> [Required work] From the first line of the entries below, reproduce everything exactly through the line with "upgrade, stop, teardown)", and nothing more.

> [Record excerpts]
☆ ☆ ☆

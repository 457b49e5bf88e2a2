//! Client configuration test harness
//!
//! Drives an external tester executable through a matrix of client
//! configurations against locally spawned clusters, and judges each run by
//! the tester's exit status:
//! - Cluster lifecycle (start, in-place upgrade, stop, teardown)
//! - Per-scenario sandboxes with staged client libraries
//! - Deterministic tester command lines
//! - A fixed scenario catalog, including a live upgrade race
//!
//! # Quick Start
//!
//! ```
//! use clientcfg_core::{find, VersionSet};
//!
//! let versions = VersionSet::default();
//! let scenario = find("multiple_external_clients").unwrap();
//! let args = scenario.preview_args(&versions).to_strings();
//!
//! assert!(args.contains(&"--external-client-dir".to_string()));
//! assert!(args.contains(&versions.prev2.api_version().to_string()));
//! ```
//!
//! # Running a group
//!
//! Groups start their own clusters. The current and previous groups share
//! one cluster each; every upgrade-race scenario gets a dedicated one:
//!
//! ```no_run
//! use clientcfg_core::{run_group, HarnessConfig, HarnessEnv, ScenarioGroup};
//! use std::path::Path;
//!
//! let config = HarnessConfig::load(Path::new("clientcfg.toml"))?;
//! let env = HarnessEnv::from_config(config)?;
//! let report = run_group(&env, ScenarioGroup::Current, None, |outcome| {
//!     println!("{}: {}", outcome.name, outcome.passed);
//! })?;
//! assert!(report.passed());
//! # Ok::<(), clientcfg_core::HarnessError>(())
//! ```

mod artifacts;
mod cluster;
mod config;
mod error;
mod ports;
mod sandbox;
mod scenario;
mod stager;
mod suite;
mod task_group;
mod version;

pub use artifacts::{
    staged_library_name, ArtifactSource, LocalArtifactCache, VersionArtifacts, CLIENT_LIBRARY,
    CLI_BINARY, MONITOR_BINARY, SERVER_BINARY,
};
pub use cluster::{
    ClusterController, ClusterDeps, ClusterDescriptor, ConnectionString, MonitorSupervisor,
    Supervisor, LIBRARY_PATH_VAR,
};
pub use config::{
    ArtifactsConfig, ClusterConfig, ExpectationMode, HarnessConfig, RaceConfig, RunnerConfig,
};
pub use error::{HarnessError, Result};
pub use ports::{PortLease, PortPool};
pub use sandbox::Sandbox;
pub use scenario::{
    catalog, exit_status_of, find, scenarios_in, ClusterFileKind, ErrorCode, Execution,
    Expectation, LibraryLayout, Observation, ScenarioConfig, ScenarioDef, ScenarioGroup,
    ScenarioOutcome, ScenarioRunner, TesterArgs, UpgradeRace,
};
pub use stager::ArtifactStager;
pub use suite::{run_group, run_scenario, ClusterFixture, GroupReport, HarnessEnv, SupervisorFactory};
pub use task_group::{join2, Joined};
pub use version::{Version, VersionRole, VersionSet};
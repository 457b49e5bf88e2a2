mod current_cluster;
mod setup_errors;
mod upgrade_race;
//! A tester run racing an in-place cluster upgrade.

use super::config::ScenarioConfig;
use super::outcome::ScenarioOutcome;
use super::runner::ScenarioRunner;
use crate::cluster::ClusterController;
use crate::error::Result;
use crate::task_group::{join2, Joined};
use crate::version::Version;
use std::sync::mpsc;
use std::thread;
use std::time::Duration;
use tracing::{debug, info};

/// Upgrades the cluster while the tester is connecting to it.
#[derive(Debug, Clone, Copy)]
pub struct UpgradeRace {
    /// Release the cluster is upgraded to.
    pub target: Version,
    /// Delay between the tester process existing and the upgrade starting.
    pub delay: Duration,
}

impl UpgradeRace {
    pub fn new(target: Version, delay: Duration) -> Self {
        Self { target, delay }
    }

    /// Runs the tester and the upgrade concurrently, then judges.
    ///
    /// The upgrade waits until the tester process has been spawned, then for
    /// `delay`. The outcome is judged only after both tasks have finished. If
    /// the tester never starts, the cluster is left untouched.
    ///
    /// # Errors
    ///
    /// Returns the upgrade's error if the upgrade failed, after the sandbox
    /// has been removed.
    pub fn run(
        &self,
        runner: &ScenarioRunner,
        config: ScenarioConfig,
        cluster: &mut ClusterController,
    ) -> Result<ScenarioOutcome> {
        let (launched_tx, launched_rx) = mpsc::channel::<()>();
        let tester_config = &config;

        let Joined {
            left: execution,
            right: upgraded,
        } = join2(
            ("tester", move || {
                runner.execute(tester_config, move || {
                    let _ = launched_tx.send(());
                })
            }),
            ("upgrade", move || -> Result<bool> {
                if launched_rx.recv().is_err() {
                    debug!("Tester did not start, skipping upgrade");
                    return Ok(false);
                }
                thread::sleep(self.delay);
                cluster.upgrade(&self.target)?;
                Ok(true)
            }),
        )?;

        let outcome = runner.finish(config, execution)?;
        if upgraded? {
            info!(scenario = %outcome.name, version = %self.target, "Upgrade completed during scenario");
        }
        Ok(outcome)
    }
}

☆ ☆ ☆

> [Solved exercise]
repository 457b49e5bf88e2a2
//! Client configuration test harness
//!
//! Drives an external tester executable through a matrix of client
//! configurations against locally spawned clusters, and judges each run by
//! the tester's exit status:
//! - Cluster lifecycle (start, in-place upgrade, stop, teardown)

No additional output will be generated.